Je suivis le conseil du père Alexis, et je restai au lit tout le lendemain. Le soir je descendis au réfectoire à l’heure où le chapitre était assemblé, et, me jetant sur un plat de viandes fumantes, je le dévorai avidement ; puis, mettant mes coudes sur la table, au lieu de faire attention à la Vie des saints qu’on lisait à haute voix, et que j’avais coutume d’écouter avec recueillement, je feignis de tomber dans une somnolence brutale. Alors les autres novices, qui avaient détourné les yeux avec horreur lorsqu’ils m’avaient vu dolent et contrit, se prirent à rire de mon abrutissement, et j’entendis les supérieurs encourager cette épaisse gaieté par la leur. Je continuai cette feinte pendant trois jours, et, comme le père Alexis me l’avait prédit, je fus mandé le soir du troisième jour dans la chambre du Prieur.
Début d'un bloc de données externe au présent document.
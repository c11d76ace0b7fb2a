//! Shared domain types.
//!
//! These types are kept small and serializable so they can be:
//!
//! - passed between the extraction, aggregation, and fitting stages
//! - exported to CSV/JSON
//! - reloaded later for refitting without querying the occurrence graph again

use std::path::PathBuf;

use clap::ValueEnum;
use serde::{Deserialize, Serialize};

use crate::error::AppError;

/// Inclusive geological time window, in Ga (billions of years before present).
///
/// `max_ga` is the older bound and `min_ga` the younger one, so a valid range
/// satisfies `max_ga >= min_ga >= 0`.
#[derive(Debug, Clone, Copy, PartialEq, Serialize, Deserialize)]
pub struct AgeRange {
    pub max_ga: f64,
    pub min_ga: f64,
}

impl AgeRange {
    pub fn new(max_ga: f64, min_ga: f64) -> Result<Self, AppError> {
        if !(max_ga.is_finite() && min_ga.is_finite()) {
            return Err(AppError::input("Age range bounds must be finite."));
        }
        if min_ga < 0.0 {
            return Err(AppError::input(format!(
                "Invalid age range: min age {min_ga} Ga is negative."
            )));
        }
        if max_ga < min_ga {
            return Err(AppError::input(format!(
                "Invalid age range: max age {max_ga} Ga is younger than min age {min_ga} Ga."
            )));
        }
        Ok(Self { max_ga, min_ga })
    }

    /// Whether an observation dated to `[older, younger]` falls in the window.
    ///
    /// Both bounds are inclusive: an observation touching the window edge counts.
    /// Undated observations (`None`) are treated as unconstrained on that side.
    pub fn overlaps(&self, older: Option<f64>, younger: Option<f64>) -> bool {
        let older = older.unwrap_or(f64::INFINITY);
        let younger = younger.unwrap_or(0.0);
        younger <= self.max_ga && older >= self.min_ga
    }
}

impl std::fmt::Display for AgeRange {
    fn fmt(&self, f: &mut std::fmt::Formatter<'_>) -> std::fmt::Result {
        write!(f, "[{} Ga, {} Ga]", self.max_ga, self.min_ga)
    }
}

/// Catalog metadata for an element. Opaque to the analysis beyond the join.
#[derive(Debug, Clone, PartialEq, Serialize, Deserialize)]
pub struct ElementMeta {
    pub name: Option<String>,
    pub atomic_number: Option<u32>,
    pub group: Option<u32>,
    pub period: Option<u32>,
    pub discovery_era: Option<String>,
    /// `false` for elements that never occur naturally (e.g. synthetic elements).
    pub natural: bool,
    /// Age (Ga) after which the element stopped occurring naturally, if any.
    pub extinct_ga: Option<f64>,
}

impl Default for ElementMeta {
    fn default() -> Self {
        Self {
            name: None,
            atomic_number: None,
            group: None,
            period: None,
            discovery_era: None,
            natural: true,
            extinct_ga: None,
        }
    }
}

/// A catalog entry.
#[derive(Debug, Clone, PartialEq, Serialize, Deserialize)]
pub struct Element {
    pub symbol: String,
    pub meta: ElementMeta,
}

impl Element {
    pub fn new(symbol: impl Into<String>) -> Self {
        Self {
            symbol: symbol.into(),
            meta: ElementMeta::default(),
        }
    }
}

/// "This mineral contains this element."
#[derive(Debug, Clone, PartialEq, Eq, Hash, Serialize, Deserialize)]
pub struct OccurrenceEdge {
    pub mineral: String,
    pub element: String,
}

impl OccurrenceEdge {
    pub fn new(mineral: impl Into<String>, element: impl Into<String>) -> Self {
        Self {
            mineral: mineral.into(),
            element: element.into(),
        }
    }
}

/// A single dated observation of a mineral at a locality.
#[derive(Debug, Clone, PartialEq, Serialize, Deserialize)]
pub struct LocalityRecord {
    pub locality_id: String,
    pub mineral: Option<String>,
    pub max_age_ga: Option<f64>,
    pub min_age_ga: Option<f64>,
}

impl LocalityRecord {
    pub fn new(locality_id: impl Into<String>) -> Self {
        Self {
            locality_id: locality_id.into(),
            mineral: None,
            max_age_ga: None,
            min_age_ga: None,
        }
    }
}

/// What the occurrence-graph collaborator returns for one query.
///
/// No ordering is guaranteed for either collection, and duplicates are allowed.
#[derive(Debug, Clone, Default, PartialEq)]
pub struct QueryResult {
    pub edges: Vec<OccurrenceEdge>,
    pub locality_info: Vec<LocalityRecord>,
}

/// Derived per-element network statistics.
#[derive(Debug, Clone, PartialEq, Eq, Serialize, Deserialize)]
pub struct ElementNetworkRecord {
    pub symbol: String,
    pub n_elements: u64,
    pub n_minerals: u64,
    pub n_localities: u64,
}

impl ElementNetworkRecord {
    pub fn zero(symbol: impl Into<String>) -> Self {
        Self {
            symbol: symbol.into(),
            n_elements: 0,
            n_minerals: 0,
            n_localities: 0,
        }
    }

    pub fn value(&self, variable: Variable) -> f64 {
        match variable {
            Variable::Elements => self.n_elements as f64,
            Variable::Minerals => self.n_minerals as f64,
            Variable::Localities => self.n_localities as f64,
        }
    }
}

/// One row of the aggregated table: statistics joined with catalog metadata.
#[derive(Debug, Clone, PartialEq, Serialize, Deserialize)]
pub struct ElementStats {
    pub record: ElementNetworkRecord,
    pub meta: ElementMeta,
}

impl ElementStats {
    pub fn symbol(&self) -> &str {
        &self.record.symbol
    }
}

/// A count column of the aggregated table.
#[derive(Debug, Clone, Copy, PartialEq, Eq, Hash, Serialize, Deserialize, ValueEnum)]
#[serde(rename_all = "snake_case")]
pub enum Variable {
    Elements,
    Minerals,
    Localities,
}

impl Variable {
    pub fn column_name(self) -> &'static str {
        match self {
            Variable::Elements => "n_elements",
            Variable::Minerals => "n_minerals",
            Variable::Localities => "n_localities",
        }
    }

    pub fn display_name(self) -> &'static str {
        match self {
            Variable::Elements => "elements",
            Variable::Minerals => "minerals",
            Variable::Localities => "localities",
        }
    }
}

/// Transform applied to a variable before the linear fit.
#[derive(Debug, Clone, Copy, PartialEq, Eq, Hash, Serialize, Deserialize, ValueEnum)]
#[serde(rename_all = "lowercase")]
pub enum Transform {
    Linear,
    /// Natural logarithm.
    Log,
}

impl Transform {
    /// Apply the transform. Returns `None` when the result would be undefined.
    pub fn apply(self, v: f64) -> Option<f64> {
        match self {
            Transform::Linear => v.is_finite().then_some(v),
            Transform::Log => (v.is_finite() && v > 0.0).then(|| v.ln()),
        }
    }

    pub fn wrap(self, name: &str) -> String {
        match self {
            Transform::Linear => name.to_string(),
            Transform::Log => format!("ln({name})"),
        }
    }
}

/// One candidate regression: `T_r(response) = slope * T_p(predictor) + intercept`.
#[derive(Debug, Clone, Copy, PartialEq, Eq, Hash, Serialize, Deserialize)]
pub struct FitSpec {
    pub response: Variable,
    pub predictor: Variable,
    pub response_transform: Transform,
    pub predictor_transform: Transform,
}

impl FitSpec {
    pub fn linear(response: Variable, predictor: Variable) -> Self {
        Self {
            response,
            predictor,
            response_transform: Transform::Linear,
            predictor_transform: Transform::Linear,
        }
    }

    pub fn label(&self) -> String {
        format!(
            "{} ~ {}",
            self.response_transform.wrap(self.response.column_name()),
            self.predictor_transform.wrap(self.predictor.column_name())
        )
    }
}

/// What to do with rows that a log transform cannot handle.
#[derive(Debug, Clone, Copy, Default, PartialEq, Eq, Serialize, Deserialize, ValueEnum)]
#[serde(rename_all = "lowercase")]
pub enum ZeroPolicy {
    /// Drop the row from that fit and report it.
    #[default]
    Exclude,
    /// Abort that fit with an undefined-transform error.
    Fail,
}

/// Per-element residual in the transformed space of the fit.
#[derive(Debug, Clone, PartialEq, Serialize, Deserialize)]
pub struct Residual {
    pub symbol: String,
    pub x: f64,
    pub y_obs: f64,
    pub y_fit: f64,
    pub residual: f64,
}

/// Fitted model for one `FitSpec`.
#[derive(Debug, Clone, PartialEq, Serialize, Deserialize)]
pub struct ModelFit {
    pub spec: FitSpec,
    pub slope: f64,
    pub intercept: f64,
    /// Coefficient of determination in `[0, 1]` (unrounded).
    pub r_squared: f64,
    pub equation: String,
    pub n_used: usize,
    /// Symbols dropped under `ZeroPolicy::Exclude`.
    pub excluded: Vec<String>,
    pub residuals: Vec<Residual>,
}

impl ModelFit {
    /// R² rounded to 3 decimals for reporting.
    pub fn r_squared_rounded(&self) -> f64 {
        (self.r_squared * 1000.0).round() / 1000.0
    }
}

/// Where the occurrence graph comes from.
#[derive(Debug, Clone, PartialEq)]
pub enum GraphSource {
    Files { minerals: PathBuf, localities: PathBuf },
    Remote { endpoint: String },
    /// A previously exported statistics table; no graph queries are issued.
    StatsTable { path: PathBuf },
    /// A seeded synthetic dataset that brings its own catalog.
    Synthetic { seed: u64, n_minerals: usize, n_sites: usize },
}

/// A full run's configuration as understood by the pipeline.
///
/// Derived from CLI flags (plus environment and defaults).
#[derive(Debug, Clone)]
pub struct AnalysisConfig {
    /// Required for every source except `Synthetic`.
    pub catalog_path: Option<PathBuf>,
    pub source: GraphSource,
    /// Elements whose natural occurrence ended at or earlier than this age (Ga) are dropped.
    pub cutoff_ga: f64,
    pub age_range: AgeRange,
    pub zero_policy: ZeroPolicy,
    /// Worker threads for extraction; `Some(1)` forces sequential execution.
    pub jobs: Option<usize>,
    pub candidates: Vec<FitSpec>,
    pub export_stats: Option<PathBuf>,
    pub export_fits: Option<PathBuf>,
}

#[cfg(test)]
mod tests {
    use super::*;

    #[test]
    fn age_range_rejects_inverted_bounds() {
        assert!(AgeRange::new(1.0, 2.0).is_err());
        assert!(AgeRange::new(4.5, -0.1).is_err());
        assert!(AgeRange::new(4.5, 0.0).is_ok());
    }

    #[test]
    fn age_range_is_inclusive_on_both_bounds() {
        let range = AgeRange::new(2.5, 1.0).unwrap();
        assert!(range.overlaps(Some(1.0), Some(0.5)));
        assert!(range.overlaps(Some(3.0), Some(2.5)));
        assert!(!range.overlaps(Some(0.9), Some(0.1)));
        assert!(!range.overlaps(Some(3.0), Some(2.6)));
        assert!(range.overlaps(None, None));
    }

    #[test]
    fn log_transform_is_undefined_at_zero() {
        assert_eq!(Transform::Log.apply(0.0), None);
        assert_eq!(Transform::Log.apply(-2.0), None);
        assert_eq!(Transform::Linear.apply(0.0), Some(0.0));
        assert!((Transform::Log.apply(std::f64::consts::E).unwrap() - 1.0).abs() < 1e-12);
    }

    #[test]
    fn fit_spec_label_shows_transforms() {
        let spec = FitSpec {
            response: Variable::Minerals,
            predictor: Variable::Elements,
            response_transform: Transform::Log,
            predictor_transform: Transform::Linear,
        };
        assert_eq!(spec.label(), "ln(n_minerals) ~ n_elements");
    }
}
Je parus devant lui dans une attitude craintive et sans dignité ; j’affectai des manières gauches, un air lourd, une âme appesantie. Je faisais ces choses, non pour me réconcilier avec ces hommes que je commençais à mépriser, mais pour voir si le père Alexis les avait bien jugés. Je pus me convaincre de la justesse de ses paroles en entendant le Prieur m’annoncer que la vérité était enfin connue, que j’avais été injustement accusé d’une faute qu’un novice venait de confesser.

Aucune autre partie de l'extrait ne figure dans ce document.